When a molecule is exposed to ultraviolet radiation, it absorbs the energy and stores it in the electrons. After sometime, this energy may be transformed into heat or thermal energy.

“In our work, we have shown that heat (or thermal energy) dissipates too quickly to allow the formation of the DNA/RNA building blocks. This implies that these molecules should be formed while the ultraviolet energy is still stored in the electrons,” says Barbatti, the main author of the paper.
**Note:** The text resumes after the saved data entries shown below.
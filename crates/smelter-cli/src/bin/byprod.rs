use anyhow::{Context, Result};
use clap::Parser;

use smelter_cli::{io::recipe_dir, logging};
use smelter_core::recipe::patch;

/// Stamp `byproduct: false` onto every ingredient entry of every recipe file
/// in DIR, rewriting the files in place. One-shot equivalent of
/// `smelter-cli recipes patch`.
#[derive(Parser, Debug)]
#[command(name = "byprod")]
struct Args {
    /// Recipe directory
    #[arg(default_value = recipe_dir::DEFAULT_DIR)]
    dir: String,
}

fn main() -> Result<()> {
    logging::init();
    let a = Args::parse();

    let files = recipe_dir::list_files(&a.dir)?;

    let mut flagged = 0usize;
    for path in &files {
        let mut doc = recipe_dir::load_doc(path)?;
        let stats = patch::flag_byproducts(&mut doc)
            .with_context(|| format!("patch {}", path.display()))?;
        recipe_dir::save_doc(path, &doc)?;
        flagged += stats.flagged;
    }

    eprintln!("FILES={}", files.len());
    eprintln!("FLAGGED={}", flagged);

    Ok(())
}
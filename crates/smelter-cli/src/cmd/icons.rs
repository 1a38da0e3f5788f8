// crates/smelter-cli/src/cmd/icons.rs

use anyhow::Context;
use clap::{Args, Subcommand};
use smelter_core::icon::container;
use smelter_core::icon::group::GroupIconEntry;
use smelter_core::icon::info::{self, ImageInfo};
use smelter_core::IconExtractor;

use smelter_cli::io::exe_file;

#[derive(Args)]
pub struct IconsArgs {
    #[command(subcommand)]
    pub cmd: IconsCmd,
}

#[derive(Subcommand)]
pub enum IconsCmd {
    /// Print one line per icon group in the binary's resource section
    List(ListArgs),

    /// Rebuild one icon group as a standalone .ico container and write it out
    Export(ExportArgs),

    /// Per-image breakdown of one icon group (kind, geometry, content id)
    Inspect(InspectArgs),
}

#[derive(Args)]
pub struct ListArgs {
    /// Path to the PE binary (.exe / .dll)
    pub exe: String,

    /// Emit one JSON object per line instead of the text listing
    #[arg(long, default_value_t = false)]
    pub jsonl: bool,
}

#[derive(Args)]
pub struct ExportArgs {
    /// Path to the PE binary (.exe / .dll)
    pub exe: String,

    /// Output path. Default: the input path with `.png` appended.
    #[arg(long)]
    pub out: Option<String>,

    /// Which group to export, by list index
    #[arg(long, default_value_t = 0)]
    pub index: usize,
}

#[derive(Args)]
pub struct InspectArgs {
    /// Path to the PE binary (.exe / .dll)
    pub exe: String,

    /// Which group to inspect, by list index
    #[arg(long, default_value_t = 0)]
    pub index: usize,
}

pub fn run(args: IconsArgs) -> anyhow::Result<()> {
    match args.cmd {
        IconsCmd::List(a) => cmd_list(a),
        IconsCmd::Export(a) => cmd_export(a),
        IconsCmd::Inspect(a) => cmd_inspect(a),
    }
}

fn cmd_list(a: ListArgs) -> anyhow::Result<()> {
    let bytes = exe_file::load(&a.exe)?;
    log::debug!("{}: {} bytes", a.exe, bytes.len());
    let extractor = IconExtractor::new(&bytes).with_context(|| format!("parse {}", a.exe))?;

    for (idx, entry) in extractor.group_icons().iter().enumerate() {
        if a.jsonl {
            println!(
                "{{\"index\":{},\"id\":{},\"offset\":{}}}",
                idx, entry.name, entry.offset
            );
        } else {
            println!(
                "Index: {}    ID: {}({:#x})    Offset: {:#x}",
                idx, entry.name, entry.name, entry.offset
            );
        }
    }
    Ok(())
}

fn cmd_export(a: ExportArgs) -> anyhow::Result<()> {
    let bytes = exe_file::load(&a.exe)?;
    let extractor = IconExtractor::new(&bytes).with_context(|| format!("parse {}", a.exe))?;

    let images = extractor.image_entries(a.index)?;
    let ico = container::build(&images);

    let out_path = a.out.unwrap_or_else(|| format!("{}.png", a.exe));
    exe_file::write(&out_path, &ico)?;

    eprintln!("--- icons export ---");
    eprintln!("group        = {}", a.index);
    eprintln!("images       = {}", images.len());
    eprintln!("out          = {}", out_path);
    eprintln!("bytes        = {}", ico.len());

    Ok(())
}

fn cmd_inspect(a: InspectArgs) -> anyhow::Result<()> {
    let bytes = exe_file::load(&a.exe)?;
    let extractor = IconExtractor::new(&bytes).with_context(|| format!("parse {}", a.exe))?;
    let images = extractor.image_entries(a.index)?;

    println!("exe          = {}", a.exe);
    println!("machine      = {:#06x}", extractor.machine());
    println!("group_index  = {}", a.index);
    println!("group_count  = {}", extractor.group_count());
    println!("images       = {}", images.len());

    for (i, (entry, data)) in images.iter().enumerate() {
        let probe = info::probe(data).with_context(|| format!("probe image {i}"))?;
        println!(
            "image[{}] id={} kind={} size={}x{} depth={} bytes={} content_id={}",
            i,
            entry.id,
            probe.kind.label(),
            probe.width,
            probe.height,
            probe.bit_depth,
            probe.bytes,
            probe.content_id
        );
        diagnostics(i, entry, &probe);
    }

    Ok(())
}

fn diagnostics(i: usize, entry: &GroupIconEntry, probe: &ImageInfo) {
    if !probe.checksum_ok {
        println!("WARN: image[{i}] png IHDR checksum mismatch");
    }
    if probe.width != entry.pixel_width() || probe.height != entry.pixel_height() {
        println!(
            "WARN: image[{}] directory says {}x{} but the blob reports {}x{}",
            i,
            entry.pixel_width(),
            entry.pixel_height(),
            probe.width,
            probe.height
        );
    }
    if entry.bytes_in_res as usize != probe.bytes {
        println!(
            "WARN: image[{}] bytes_in_res={} differs from the stored blob ({} bytes)",
            i, entry.bytes_in_res, probe.bytes
        );
    }
}
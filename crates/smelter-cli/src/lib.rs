// crates/smelter-cli/src/lib.rs

pub mod io;
pub mod logging;
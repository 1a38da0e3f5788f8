pub mod exe_file;
pub mod recipe_dir;
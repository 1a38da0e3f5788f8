// crates/smelter-cli/src/io/exe_file.rs

use anyhow::{Context, Result};

/// Read a target binary whole; the resource walkers borrow from it.
pub fn load(path: &str) -> Result<Vec<u8>> {
    std::fs::read(path).with_context(|| format!("read binary {path}"))
}

/// Write an exported icon container. Overwrites silently, like the original
/// extractor.
pub fn write(path: &str, bytes: &[u8]) -> Result<()> {
    std::fs::write(path, bytes).with_context(|| format!("write icon {path}"))?;
    Ok(())
}
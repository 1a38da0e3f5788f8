use serde_json::{json, Value};
use smelter_core::recipe::patch::{flag_byproducts, verify_byproducts};
use smelter_core::SmeltError;

#[test]
fn flags_every_entry_in_both_lists() {
    let mut doc = json!({
        "name": "Steam",
        "input": [{"item": "Water", "amount": 60}],
        "output": [{"item": "Steam"}, {"item": "Sludge", "byproduct": true}],
    });

    let stats = flag_byproducts(&mut doc).expect("patch");
    assert_eq!(stats.flagged, 3);
    assert_eq!(stats.overwritten, 1);

    assert_eq!(doc["input"][0]["byproduct"], Value::Bool(false));
    assert_eq!(doc["output"][0]["byproduct"], Value::Bool(false));
    assert_eq!(doc["output"][1]["byproduct"], Value::Bool(false), "prior value must be overwritten");
    assert_eq!(doc["input"][0]["amount"], json!(60), "unrelated keys must survive");
}

#[test]
fn water_steam_documents_gain_the_flag() {
    let mut doc: Value =
        serde_json::from_str(r#"{"input": [{"item": "Water"}], "output": [{"item": "Steam"}]}"#)
            .expect("parse");
    flag_byproducts(&mut doc).expect("patch");

    // Key order is preserved; the new flag lands at the end of each entry.
    assert_eq!(
        serde_json::to_string(&doc).expect("serialize"),
        r#"{"input":[{"item":"Water","byproduct":false}],"output":[{"item":"Steam","byproduct":false}]}"#
    );
}

#[test]
fn patching_is_idempotent() {
    let mut doc = json!({"input": [{"item": "Ore"}], "output": [{"item": "Ingot"}]});
    flag_byproducts(&mut doc).expect("first pass");
    let once = serde_json::to_string(&doc).expect("serialize");

    let stats = flag_byproducts(&mut doc).expect("second pass");
    assert_eq!(serde_json::to_string(&doc).expect("serialize"), once);
    assert_eq!(stats.overwritten, 2, "second pass overwrites the flags it planted");
}

#[test]
fn empty_lists_are_fine() {
    let mut doc = json!({"input": [], "output": []});
    let stats = flag_byproducts(&mut doc).expect("patch");
    assert_eq!(stats.flagged, 0);
}

#[test]
fn missing_lists_abort() {
    let mut doc = json!({"output": []});
    let err = flag_byproducts(&mut doc).unwrap_err();
    assert!(matches!(err, SmeltError::RecipeDoc(_)));
    assert!(err.to_string().contains("input"));

    let mut doc = json!({"input": []});
    let err = flag_byproducts(&mut doc).unwrap_err();
    assert!(err.to_string().contains("output"));
}

#[test]
fn non_object_shapes_abort() {
    let mut doc = json!(["not", "an", "object"]);
    assert!(flag_byproducts(&mut doc).is_err());

    let mut doc = json!({"input": {"item": "Water"}, "output": []});
    assert!(flag_byproducts(&mut doc).is_err(), "lists must be arrays");

    let mut doc = json!({"input": ["Water"], "output": []});
    assert!(flag_byproducts(&mut doc).is_err(), "list entries must be objects");
}

#[test]
fn verify_reports_missing_and_non_bool() {
    let doc = json!({
        "input": [{"item": "A", "byproduct": false}, {"item": "B"}],
        "output": [{"item": "C", "byproduct": "no"}],
    });

    let stats = verify_byproducts(&doc).expect("verify");
    assert_eq!(stats.entries, 3);
    assert_eq!(stats.missing, 1);
    assert_eq!(stats.non_bool, 1);
    assert!(!stats.is_clean());
}

#[test]
fn verify_accepts_a_patched_document() {
    let mut doc = json!({
        "input": [{"item": "Iron Ore"}],
        "output": [{"item": "Iron Ingot"}, {"item": "Slag"}],
    });
    flag_byproducts(&mut doc).expect("patch");

    let stats = verify_byproducts(&doc).expect("verify");
    assert_eq!(stats.entries, 3);
    assert!(stats.is_clean());
}
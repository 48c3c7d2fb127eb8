//! Geometry and timing settings, and the responsive layout derived from them.

use chrono::{Months, NaiveDate};
use serde::Deserialize;

use crate::aggregate::start_of_week;

/// Narrowest width the heatmap lays itself out for.
pub const MIN_WIDTH: f64 = 1000.0;

/// Fixed geometry and timing of the heatmap.
///
/// `width`, `height` and `item_size` are recomputed from the container width
/// by [`Settings::fit`]; the rest are constants that can be overridden from
/// the config file.
#[derive(Debug, Clone, PartialEq, Deserialize)]
pub struct Settings {
    #[serde(default = "default_gutter")]
    pub gutter: f64,
    #[serde(default = "default_item_gutter")]
    pub item_gutter: f64,
    #[serde(skip, default = "default_width")]
    pub width: f64,
    #[serde(skip, default = "default_height")]
    pub height: f64,
    #[serde(skip, default = "default_item_size")]
    pub item_size: f64,
    #[serde(default = "default_label_padding")]
    pub label_padding: f64,
    #[serde(default = "default_max_block_height")]
    pub max_block_height: f64,
    /// Milliseconds
    #[serde(default = "default_transition_duration")]
    pub transition_duration: u64,
    #[serde(default = "default_tooltip_width")]
    pub tooltip_width: f64,
    #[serde(default = "default_tooltip_padding")]
    pub tooltip_padding: f64,
}

impl Default for Settings {
    fn default() -> Self {
        Self {
            gutter: default_gutter(),
            item_gutter: default_item_gutter(),
            width: default_width(),
            height: default_height(),
            item_size: default_item_size(),
            label_padding: default_label_padding(),
            max_block_height: default_max_block_height(),
            transition_duration: default_transition_duration(),
            tooltip_width: default_tooltip_width(),
            tooltip_padding: default_tooltip_padding(),
        }
    }
}

fn default_gutter() -> f64 {
    5.0
}

fn default_item_gutter() -> f64 {
    1.0
}

fn default_width() -> f64 {
    MIN_WIDTH
}

fn default_height() -> f64 {
    200.0
}

fn default_item_size() -> f64 {
    10.0
}

fn default_label_padding() -> f64 {
    40.0
}

fn default_max_block_height() -> f64 {
    20.0
}

fn default_transition_duration() -> u64 {
    500
}

fn default_tooltip_width() -> f64 {
    250.0
}

fn default_tooltip_padding() -> f64 {
    15.0
}

impl Settings {
    /// Size the heatmap for a container: one column per week of the trailing
    /// year, seven rows of cells.
    pub fn fit(&mut self, container_width: f64, today: NaiveDate) {
        let year_ago = today
            .checked_sub_months(Months::new(12))
            .unwrap_or(today);
        let day_index = (today - start_of_week(year_ago)).num_days();
        let num_weeks = (day_index / 7 + 1) as f64;

        self.width = container_width.max(MIN_WIDTH);
        self.item_size = (self.width - self.label_padding) / num_weeks - self.gutter;
        self.height = self.label_padding + 7.0 * (self.item_size + self.gutter);
    }

    /// Label font size in pixels.
    pub fn font_size(&self) -> f64 {
        (self.label_padding / 3.0).floor()
    }

    /// Half a transition, used for tooltip fades.
    pub fn half_duration(&self) -> u64 {
        self.transition_duration / 2
    }
}

#[cfg(test)]
mod tests {
    use super::*;

    #[test]
    fn test_defaults() {
        let settings = Settings::default();
        assert_eq!(settings.gutter, 5.0);
        assert_eq!(settings.transition_duration, 500);
        assert_eq!(settings.font_size(), 13.0);
        assert_eq!(settings.half_duration(), 250);
    }

    #[test]
    fn test_fit_narrow_container_uses_min_width() {
        let mut settings = Settings::default();
        // 2024-03-06 is a Wednesday; a year earlier the week started Sunday 2023-03-05
        let today = NaiveDate::from_ymd_opt(2024, 3, 6).unwrap();
        settings.fit(600.0, today);
        assert_eq!(settings.width, MIN_WIDTH);
        // 367 days -> 53 columns
        let expected_item = (MIN_WIDTH - 40.0) / 53.0 - 5.0;
        assert!((settings.item_size - expected_item).abs() < 1e-9);
        assert!((settings.height - (40.0 + 7.0 * (expected_item + 5.0))).abs() < 1e-9);
    }

    #[test]
    fn test_fit_wide_container() {
        let mut settings = Settings::default();
        let today = NaiveDate::from_ymd_opt(2024, 3, 6).unwrap();
        settings.fit(1400.0, today);
        assert_eq!(settings.width, 1400.0);
        assert!(settings.item_size > 10.0);
    }

    #[test]
    fn test_partial_settings_from_toml() {
        let settings: Settings = toml::from_str("transition_duration = 100").unwrap();
        assert_eq!(settings.transition_duration, 100);
        assert_eq!(settings.label_padding, 40.0);
        assert_eq!(settings.width, MIN_WIDTH);
    }
}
Interestingly, the scientists didn’t work out all these details through lab experiments but through computer simulation. The number crunching — using what the scientists call computational chemistry — is important because it provides rare insights into different chemical reactions that are theoretically plausible, but not practically so because of the minute details involved.

Some reactions in the laboratory are so elusive that they disappear before they can be gauged, says Barbatti. Hence the need for computer simulation.

Based on such pointers, scientists can subsequently carry out experiments to check out the findings.

“The recent understanding will not only help us resolve the mystery of the origin of life on earth but also give us a handle to explore whether life can be formed in earth-like planets revolving around other stars,” says Anoop.

Anoop is confident that they have got it right. “This may help us find out the perfect recipe required for the emergence of life,” he says.